Freshmen take Junior Achievement to community

New students in the IU Kelley School of Business at IUPUI are taking to local elementary school classrooms. In conjunction with the national Junior Achievement program, freshmen who plan to study business at IUPUI are placed at local public schools to teach children as young as kindergartners the concepts of economics.

"In today's business environment, giving back to the community is an expectation companies have of their employees," said Jane Lambert, director of the undergraduate programs and a lecturer in accounting for the School of Business. "Our freshmen come to us without those expectations."

Teaching economic concepts to very small children may seem like quite a challenge. But Lambert said it can be as simple as showing first-graders a poster depicting a variety of people doing their jobs in their neighborhood. The poster, she added, teaches children that every job has its own required tools and skills.

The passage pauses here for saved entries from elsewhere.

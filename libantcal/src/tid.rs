use serde::{Deserialize, Serialize};
use std::fmt::Display;
use std::str::FromStr;

use super::error::TIDError;

/// Flag bits carried by a TID
pub const FLAG_MC: u8 = 0x01;

/// TID (time identifier) uniquely identifies an event of the experiment.
///
/// The `timestamp` is the run epoch (typically the unix time of the run start) and `lower`
/// is the monotonically increasing sequence number within it. The flags mark, for example,
/// events generated by Monte-Carlo simulation. TIDs order by timestamp, then lower, then flags.
#[derive(Debug, Clone, Copy, PartialEq, Eq, PartialOrd, Ord, Hash, Default, Serialize, Deserialize)]
pub struct TID {
    pub timestamp: u32,
    pub lower: u32,
    pub flags: u8,
}

impl TID {
    pub fn new(timestamp: u32, lower: u32) -> Self {
        Self {
            timestamp,
            lower,
            flags: 0,
        }
    }

    /// Construct a TID marked as Monte-Carlo
    pub fn new_mc(timestamp: u32, lower: u32) -> Self {
        Self {
            timestamp,
            lower,
            flags: FLAG_MC,
        }
    }

    /// The largest TID with the given flags. Used as the stop of open ranges.
    pub fn max_with_flags(flags: u8) -> Self {
        Self {
            timestamp: u32::MAX,
            lower: u32::MAX,
            flags,
        }
    }

    pub fn is_mc(&self) -> bool {
        self.flags & FLAG_MC != 0
    }

    /// True if this TID is the open end marker
    pub fn is_open_end(&self) -> bool {
        self.timestamp == u32::MAX && self.lower == u32::MAX
    }

    /// The position of the TID on the event axis, ignoring the flags
    pub fn ordinal(&self) -> u64 {
        ((self.timestamp as u64) << 32) | (self.lower as u64)
    }

    fn from_ordinal(ordinal: u64, flags: u8) -> Self {
        Self {
            timestamp: (ordinal >> 32) as u32,
            lower: ordinal as u32,
            flags,
        }
    }

    /// The next TID on the event axis. Saturates at the maximum.
    pub fn next(&self) -> Self {
        Self::from_ordinal(self.ordinal().saturating_add(1), self.flags)
    }

    /// The previous TID on the event axis. Saturates at zero.
    pub fn prev(&self) -> Self {
        Self::from_ordinal(self.ordinal().saturating_sub(1), self.flags)
    }

    /// Encoding used for folder names. Fixed width hex, so string order is numeric order.
    pub fn to_folder_string(&self) -> String {
        format!("{:08x}-{:08x}-{:02x}", self.timestamp, self.lower, self.flags)
    }
}

impl FromStr for TID {
    type Err = TIDError;

    /// Inverse of [`TID::to_folder_string`]
    fn from_str(s: &str) -> Result<Self, Self::Err> {
        let entries: Vec<&str> = s.split('-').collect();
        if entries.len() != 3 || entries[0].len() != 8 || entries[1].len() != 8 || entries[2].len() != 2 {
            return Err(TIDError::BadFormat(s.to_string()));
        }
        Ok(Self {
            timestamp: u32::from_str_radix(entries[0], 16)?,
            lower: u32::from_str_radix(entries[1], 16)?,
            flags: u8::from_str_radix(entries[2], 16)?,
        })
    }
}

impl Display for TID {
    fn fmt(&self, f: &mut std::fmt::Formatter<'_>) -> std::fmt::Result {
        write!(f, "({},{}", self.timestamp, self.lower)?;
        if self.is_mc() {
            write!(f, ",MC")?;
        }
        write!(f, ")")
    }
}
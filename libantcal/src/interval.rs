use std::fmt::Display;
use std::str::FromStr;

use super::error::IntervalError;

/// A closed interval [start, stop] over an ordered key.
///
/// Both ends are contained, so a degenerate interval [a, a] covers exactly a.
/// An interval with start > stop is insane and cannot be constructed.
#[derive(Debug, Clone, Copy, PartialEq, Eq, Hash)]
pub struct Interval<T> {
    start: T,
    stop: T,
}

impl<T: PartialOrd + Copy + Display> Interval<T> {
    pub fn new(start: T, stop: T) -> Result<Self, IntervalError> {
        if start > stop {
            return Err(IntervalError::Insane(start.to_string(), stop.to_string()));
        }
        Ok(Self { start, stop })
    }

    pub fn start(&self) -> T {
        self.start
    }

    pub fn stop(&self) -> T {
        self.stop
    }

    pub fn contains(&self, point: &T) -> bool {
        self.start <= *point && *point <= self.stop
    }

    pub fn overlaps(&self, other: &Self) -> bool {
        self.start <= other.stop && other.start <= self.stop
    }

    /// True if other lies completely inside self
    pub fn encloses(&self, other: &Self) -> bool {
        self.start <= other.start && other.stop <= self.stop
    }
}

impl<T: Display> Display for Interval<T> {
    fn fmt(&self, f: &mut std::fmt::Formatter<'_>) -> std::fmt::Result {
        write!(f, "[{},{}]", self.start, self.stop)
    }
}

/// Parse channel ranges like "400-412" or a single channel "7"
impl FromStr for Interval<u32> {
    type Err = IntervalError;

    fn from_str(s: &str) -> Result<Self, Self::Err> {
        let s = s.trim();
        match s.split_once('-') {
            Some((start, stop)) => Self::new(start.trim().parse()?, stop.trim().parse()?),
            None => {
                let value: u32 = s.parse()?;
                Self::new(value, value)
            }
        }
    }
}

/// Check if any of the intervals contains the value. An empty list contains everything.
pub fn any_contains<T: PartialOrd + Copy + Display>(intervals: &[Interval<T>], value: &T) -> bool {
    intervals.is_empty() || intervals.iter().any(|i| i.contains(value))
}

#[cfg(test)]
mod tests {
    use super::*;

    #[test]
    fn test_insane() {
        for _ in 0..10 {
            assert!(Interval::new(5u32, 4).is_err());
        }
        let degenerate = Interval::new(4u32, 4).unwrap();
        assert!(degenerate.contains(&4));
        assert!(!degenerate.contains(&5));
    }

    #[test]
    fn test_overlaps() {
        let a = Interval::new(0u32, 16).unwrap();
        let b = Interval::new(13u32, 20).unwrap();
        let c = Interval::new(17u32, 20).unwrap();
        assert!(a.overlaps(&b));
        assert!(!a.overlaps(&c));
        assert!(a.encloses(&Interval::new(2, 8).unwrap()));
        assert!(!a.encloses(&b));
    }

    #[test]
    fn test_parse() {
        assert_eq!("400-412".parse::<Interval<u32>>().unwrap(), Interval::new(400, 412).unwrap());
        assert_eq!("7".parse::<Interval<u32>>().unwrap(), Interval::new(7, 7).unwrap());
        assert!("412-400".parse::<Interval<u32>>().is_err());
        assert!("a-b".parse::<Interval<u32>>().is_err());
    }
}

The class began in the 1998 fall semester as part of IUPUI University College's effort to place each entering student in learning communities. Lambert, who is among those teaching the course, calls it a "profoundly moving experience for some students," who find they learn more than they bargained for.

"I can remember the first day of class when I got the syllabus and it said we have to do a Junior Achievement project. I was not very thrilled," Chad Stone of Hilton Head, S.C., wrote as class ended last winter. "Well, all of my thoughts about the project were totally wrong. It was a big motivator to me to do the best job I possibly could do to show these kids what a college education is going to do for them and what staying in school will do.

"I have never been happier with a class in my life."